--- START ---

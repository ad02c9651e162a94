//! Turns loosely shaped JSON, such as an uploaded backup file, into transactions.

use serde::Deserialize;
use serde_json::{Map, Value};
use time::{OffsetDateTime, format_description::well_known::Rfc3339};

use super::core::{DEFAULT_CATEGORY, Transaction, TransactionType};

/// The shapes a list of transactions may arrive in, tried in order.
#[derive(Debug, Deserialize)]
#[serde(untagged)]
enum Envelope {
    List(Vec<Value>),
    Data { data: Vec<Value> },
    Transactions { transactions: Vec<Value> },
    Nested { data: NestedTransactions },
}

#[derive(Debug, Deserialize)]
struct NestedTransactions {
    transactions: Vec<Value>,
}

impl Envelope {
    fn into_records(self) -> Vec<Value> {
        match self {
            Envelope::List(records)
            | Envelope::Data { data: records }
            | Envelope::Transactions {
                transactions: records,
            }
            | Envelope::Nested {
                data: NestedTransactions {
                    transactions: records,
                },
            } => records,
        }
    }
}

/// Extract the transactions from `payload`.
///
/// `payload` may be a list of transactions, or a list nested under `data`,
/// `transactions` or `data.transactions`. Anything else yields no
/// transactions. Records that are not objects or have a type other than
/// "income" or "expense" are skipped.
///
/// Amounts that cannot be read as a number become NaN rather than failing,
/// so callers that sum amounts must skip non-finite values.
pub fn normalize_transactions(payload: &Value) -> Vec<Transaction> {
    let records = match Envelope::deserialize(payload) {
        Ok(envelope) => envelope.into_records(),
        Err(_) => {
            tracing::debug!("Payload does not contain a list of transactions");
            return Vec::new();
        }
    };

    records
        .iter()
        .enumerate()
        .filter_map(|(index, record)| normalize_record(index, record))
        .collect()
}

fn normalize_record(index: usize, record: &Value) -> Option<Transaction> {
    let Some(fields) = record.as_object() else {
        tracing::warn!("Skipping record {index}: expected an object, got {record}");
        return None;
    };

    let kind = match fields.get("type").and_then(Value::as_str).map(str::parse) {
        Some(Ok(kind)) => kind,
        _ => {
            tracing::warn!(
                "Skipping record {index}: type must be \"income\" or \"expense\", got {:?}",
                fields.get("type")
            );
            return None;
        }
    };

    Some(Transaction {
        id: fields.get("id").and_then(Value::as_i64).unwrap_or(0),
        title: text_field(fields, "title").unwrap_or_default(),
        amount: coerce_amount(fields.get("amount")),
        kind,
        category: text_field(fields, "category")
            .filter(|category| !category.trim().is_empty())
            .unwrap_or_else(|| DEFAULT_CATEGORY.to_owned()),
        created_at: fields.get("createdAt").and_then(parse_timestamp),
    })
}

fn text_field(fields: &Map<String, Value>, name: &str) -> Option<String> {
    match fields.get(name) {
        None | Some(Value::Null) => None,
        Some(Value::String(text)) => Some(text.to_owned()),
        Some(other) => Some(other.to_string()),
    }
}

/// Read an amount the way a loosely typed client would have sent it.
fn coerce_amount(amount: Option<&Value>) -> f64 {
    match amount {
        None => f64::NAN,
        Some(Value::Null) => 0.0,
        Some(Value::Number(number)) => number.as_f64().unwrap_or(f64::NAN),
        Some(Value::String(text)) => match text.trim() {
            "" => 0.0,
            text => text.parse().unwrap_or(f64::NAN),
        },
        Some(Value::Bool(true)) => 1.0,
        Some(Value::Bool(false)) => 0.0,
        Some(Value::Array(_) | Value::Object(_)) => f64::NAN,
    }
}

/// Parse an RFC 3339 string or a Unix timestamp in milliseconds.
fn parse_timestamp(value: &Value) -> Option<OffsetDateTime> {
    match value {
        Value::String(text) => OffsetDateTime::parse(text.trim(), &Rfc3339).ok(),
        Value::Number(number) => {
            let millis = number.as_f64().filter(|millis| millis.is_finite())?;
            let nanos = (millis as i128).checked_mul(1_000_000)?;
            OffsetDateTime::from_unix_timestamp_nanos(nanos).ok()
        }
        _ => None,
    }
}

--- END ---

Starting at the line with "let records = match" and ending at the line with "None | Some(Value::Null)", print each line of the listing above exactly, with no other lines.

-- Task output --
    let records = match Envelope::deserialize(payload) {
        Ok(envelope) => envelope.into_records(),
        Err(_) => {
            tracing::debug!("Payload does not contain a list of transactions");
            return Vec::new();
        }
    };

    records
        .iter()
        .enumerate()
        .filter_map(|(index, record)| normalize_record(index, record))
        .collect()
}

fn normalize_record(index: usize, record: &Value) -> Option<Transaction> {
    let Some(fields) = record.as_object() else {
        tracing::warn!("Skipping record {index}: expected an object, got {record}");
        return None;
    };

    let kind = match fields.get("type").and_then(Value::as_str).map(str::parse) {
        Some(Ok(kind)) => kind,
        _ => {
            tracing::warn!(
                "Skipping record {index}: type must be \"income\" or \"expense\", got {:?}",
                fields.get("type")
            );
            return None;
        }
    };

    Some(Transaction {
        id: fields.get("id").and_then(Value::as_i64).unwrap_or(0),
        title: text_field(fields, "title").unwrap_or_default(),
        amount: coerce_amount(fields.get("amount")),
        kind,
        category: text_field(fields, "category")
            .filter(|category| !category.trim().is_empty())
            .unwrap_or_else(|| DEFAULT_CATEGORY.to_owned()),
        created_at: fields.get("createdAt").and_then(parse_timestamp),
    })
}

fn text_field(fields: &Map<String, Value>, name: &str) -> Option<String> {
    match fields.get(name) {
        None | Some(Value::Null) => None,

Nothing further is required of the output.